[Dataset entries]

#####

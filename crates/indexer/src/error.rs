use thiserror::Error;

pub type Result<T> = std::result::Result<T, IndexerError>;

#[derive(Error, Debug)]
pub enum IndexerError {
    #[error("IO error: {0}")]
    IoError(#[from] std::io::Error),

    #[error("Chunker error: {0}")]
    ChunkerError(#[from] coderag_chunker::ChunkerError),

    #[error("Invalid project path: {0}")]
    InvalidPath(String),

    #[error("Invalid configuration: {0}")]
    InvalidConfig(String),

    #[error("Worker pool error: {0}")]
    ThreadPool(String),

    #[error("Symbol not found: {0}")]
    SymbolNotFound(String),
}
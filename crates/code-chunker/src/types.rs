use serde::{Deserialize, Serialize};
use std::collections::{BTreeMap, BTreeSet};

/// Separator used when list fields are flattened into scalar record values
pub const LIST_SEPARATOR: &str = ",";

/// A semantic code chunk with metadata
#[derive(Debug, Clone, Serialize, Deserialize, PartialEq, Eq)]
pub struct CodeChunk {
    /// Source file path
    pub file_path: String,

    /// Start line (1-indexed)
    pub start_line: usize,

    /// End line (1-indexed, inclusive)
    pub end_line: usize,

    /// Byte offset of the first covered node
    pub start_byte: usize,

    /// Byte offset just past the last covered node
    pub end_byte: usize,

    /// The chunk source text
    pub content: String,

    /// Rich metadata about this chunk
    pub metadata: ChunkMetadata,
}

impl CodeChunk {
    /// Create a new code chunk
    #[must_use]
    pub const fn new(
        file_path: String,
        start_line: usize,
        end_line: usize,
        content: String,
        metadata: ChunkMetadata,
    ) -> Self {
        Self {
            file_path,
            start_line,
            end_line,
            start_byte: 0,
            end_byte: 0,
            content,
            metadata,
        }
    }

    /// Builder: set the byte span
    #[must_use]
    pub const fn with_byte_range(mut self, start_byte: usize, end_byte: usize) -> Self {
        self.start_byte = start_byte;
        self.end_byte = end_byte;
        self
    }

    #[must_use]
    pub const fn chunk_type(&self) -> ChunkType {
        self.metadata.chunk_type
    }

    #[must_use]
    pub fn name(&self) -> &str {
        &self.metadata.name
    }

    /// Get the number of lines in this chunk
    #[must_use]
    pub const fn line_count(&self) -> usize {
        self.end_line.saturating_sub(self.start_line) + 1
    }

    /// Check if chunk contains a specific line
    #[must_use]
    pub const fn contains_line(&self, line: usize) -> bool {
        line >= self.start_line && line <= self.end_line
    }

    /// Stable identifier for stores that key records by id
    #[must_use]
    pub fn record_id(&self) -> String {
        format!(
            "{}_{}_{}_{}",
            self.file_path,
            self.metadata.chunk_type.as_str(),
            self.metadata.name,
            self.start_line
        )
    }

    /// Flatten into scalar key/value pairs; list fields are joined with
    /// [`LIST_SEPARATOR`] and absent values become empty strings.
    #[must_use]
    pub fn to_flat_record(&self) -> BTreeMap<String, String> {
        let meta = &self.metadata;

        let mut record = BTreeMap::new();
        record.insert("type".to_string(), meta.chunk_type.as_str().to_string());
        record.insert("name".to_string(), meta.name.clone());
        record.insert("file_path".to_string(), self.file_path.clone());
        record.insert("code".to_string(), self.content.clone());
        record.insert("language".to_string(), meta.language.clone().unwrap_or_default());
        record.insert("docstring".to_string(), meta.docstring.clone().unwrap_or_default());
        record.insert("summary".to_string(), meta.summary.clone().unwrap_or_default());
        record.insert(
            "block_context".to_string(),
            meta.block_context.clone().unwrap_or_default(),
        );
        record.insert("parameters".to_string(), join_list(&meta.parameters));
        record.insert(
            "function_calls".to_string(),
            join_list(&meta.references.function_calls),
        );
        record.insert(
            "class_instances".to_string(),
            join_list(&meta.references.class_instances),
        );
        record.insert("start_line".to_string(), self.start_line.to_string());
        record.insert("end_line".to_string(), self.end_line.to_string());
        record
    }
}

fn join_list<'a>(items: impl IntoIterator<Item = &'a String>) -> String {
    items
        .into_iter()
        .map(String::as_str)
        .collect::<Vec<_>>()
        .join(LIST_SEPARATOR)
}

/// Metadata about a code chunk
#[derive(Debug, Clone, Serialize, Deserialize, PartialEq, Eq)]
pub struct ChunkMetadata {
    /// Chunk type
    pub chunk_type: ChunkType,

    /// Symbol name, or a synthesized name for imports and logical blocks
    pub name: String,

    /// Programming language
    pub language: Option<String>,

    /// Documentation/docstring if available
    pub docstring: Option<String>,

    /// Ordered parameter names (functions only)
    #[serde(default)]
    pub parameters: Vec<String>,

    /// Calls and class names found inside the chunk
    #[serde(default)]
    pub references: ChunkReferences,

    /// Control-flow node kind a logical block is anchored on
    pub block_context: Option<String>,

    /// Natural-language description from the summarization capability
    pub summary: Option<String>,
}

impl ChunkMetadata {
    pub fn new(chunk_type: ChunkType, name: impl Into<String>) -> Self {
        Self {
            chunk_type,
            name: name.into(),
            language: None,
            docstring: None,
            parameters: Vec::new(),
            references: ChunkReferences::default(),
            block_context: None,
            summary: None,
        }
    }

    /// Builder: set language
    #[must_use]
    pub fn language(mut self, language: impl Into<String>) -> Self {
        self.language = Some(language.into());
        self
    }

    /// Builder: set docstring
    #[must_use]
    pub fn docstring(mut self, docstring: Option<String>) -> Self {
        self.docstring = docstring;
        self
    }

    /// Builder: set parameters
    #[must_use]
    pub fn parameters(mut self, parameters: Vec<String>) -> Self {
        self.parameters = parameters;
        self
    }

    /// Builder: set references
    #[must_use]
    pub fn references(mut self, references: ChunkReferences) -> Self {
        self.references = references;
        self
    }

    /// Builder: set block context
    #[must_use]
    pub fn block_context(mut self, context: impl Into<String>) -> Self {
        self.block_context = Some(context.into());
        self
    }
}

/// Names referenced from inside a chunk
#[derive(Debug, Clone, Default, Serialize, Deserialize, PartialEq, Eq)]
pub struct ChunkReferences {
    pub function_calls: BTreeSet<String>,
    pub class_instances: BTreeSet<String>,
}

impl ChunkReferences {
    pub fn is_empty(&self) -> bool {
        self.function_calls.is_empty() && self.class_instances.is_empty()
    }
}

/// Type of code chunk based on semantic meaning
#[derive(Debug, Clone, Copy, PartialEq, Eq, Serialize, Deserialize, Hash, PartialOrd, Ord)]
#[serde(rename_all = "snake_case")]
pub enum ChunkType {
    /// Run of consecutive import statements
    Import,
    /// Class definition
    Class,
    /// Function definition
    Function,
    /// Control-flow statement or short run of assignments/expressions
    LogicalBlock,
    /// Whole-file fallback when nothing else was recognized
    Standalone,
}

impl ChunkType {
    /// Check if this is a named declaration
    #[must_use]
    pub const fn is_declaration(self) -> bool {
        matches!(self, Self::Class | Self::Function)
    }

    /// Check if chunks of this type may never overlap one another
    #[must_use]
    pub const fn is_exclusive(self) -> bool {
        matches!(self, Self::Import | Self::Class | Self::Function)
    }

    /// Get human-readable name
    #[must_use]
    pub const fn as_str(self) -> &'static str {
        match self {
            Self::Import => "import",
            Self::Class => "class",
            Self::Function => "function",
            Self::LogicalBlock => "logical_block",
            Self::Standalone => "standalone",
        }
    }
}
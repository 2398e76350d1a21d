use crate::profile::{self, LanguageProfile};
use serde::{Deserialize, Serialize};
use std::path::Path;

/// Supported programming language
#[derive(Debug, Clone, Copy, PartialEq, Eq, Hash, PartialOrd, Ord, Serialize, Deserialize)]
#[serde(rename_all = "lowercase")]
pub enum Language {
    Python,
    JavaScript,
    TypeScript,
    Tsx,
    Rust,
}

impl Language {
    /// Every language known to the registry
    pub const ALL: [Language; 5] = [
        Language::Python,
        Language::JavaScript,
        Language::TypeScript,
        Language::Tsx,
        Language::Rust,
    ];

    /// Detect language from file extension. Unknown extensions yield `None`.
    pub fn from_extension(ext: &str) -> Option<Self> {
        match ext.to_lowercase().as_str() {
            "py" | "pyw" => Some(Language::Python),
            "js" | "jsx" | "mjs" | "cjs" => Some(Language::JavaScript),
            "ts" | "mts" | "cts" => Some(Language::TypeScript),
            "tsx" => Some(Language::Tsx),
            "rs" => Some(Language::Rust),
            _ => None,
        }
    }

    /// Detect language from file path
    pub fn from_path(path: impl AsRef<Path>) -> Option<Self> {
        path.as_ref()
            .extension()
            .and_then(|ext| ext.to_str())
            .and_then(Self::from_extension)
    }

    /// Parse a language identifier as produced by [`Language::as_str`]
    pub fn from_name(name: &str) -> Option<Self> {
        Self::ALL
            .into_iter()
            .find(|lang| lang.as_str().eq_ignore_ascii_case(name.trim()))
    }

    /// Get language name as string
    pub const fn as_str(self) -> &'static str {
        match self {
            Language::Python => "python",
            Language::JavaScript => "javascript",
            Language::TypeScript => "typescript",
            Language::Tsx => "tsx",
            Language::Rust => "rust",
        }
    }

    /// Node-kind table used by the segmentation engine
    pub fn profile(self) -> &'static LanguageProfile {
        match self {
            Language::Python => &profile::PYTHON,
            Language::JavaScript => &profile::JAVASCRIPT,
            Language::TypeScript | Language::Tsx => &profile::TYPESCRIPT,
            Language::Rust => &profile::RUST,
        }
    }

    /// Get the bundled Tree-sitter grammar
    pub fn tree_sitter_language(self) -> tree_sitter::Language {
        match self {
            Language::Python => tree_sitter_python::LANGUAGE.into(),
            Language::JavaScript => tree_sitter_javascript::LANGUAGE.into(),
            Language::TypeScript => tree_sitter_typescript::LANGUAGE_TYPESCRIPT.into(),
            Language::Tsx => tree_sitter_typescript::LANGUAGE_TSX.into(),
            Language::Rust => tree_sitter_rust::LANGUAGE.into(),
        }
    }
}

impl std::fmt::Display for Language {
    fn fmt(&self, f: &mut std::fmt::Formatter<'_>) -> std::fmt::Result {
        f.write_str(self.as_str())
    }
}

#####

### Aim of the task
Look through the data above. Find each line with the string "Builder" and copy it.

### Task result
    /// Builder: set the byte span
    /// Builder: set language
    /// Builder: set docstring
    /// Builder: set parameters
    /// Builder: set references
    /// Builder: set block context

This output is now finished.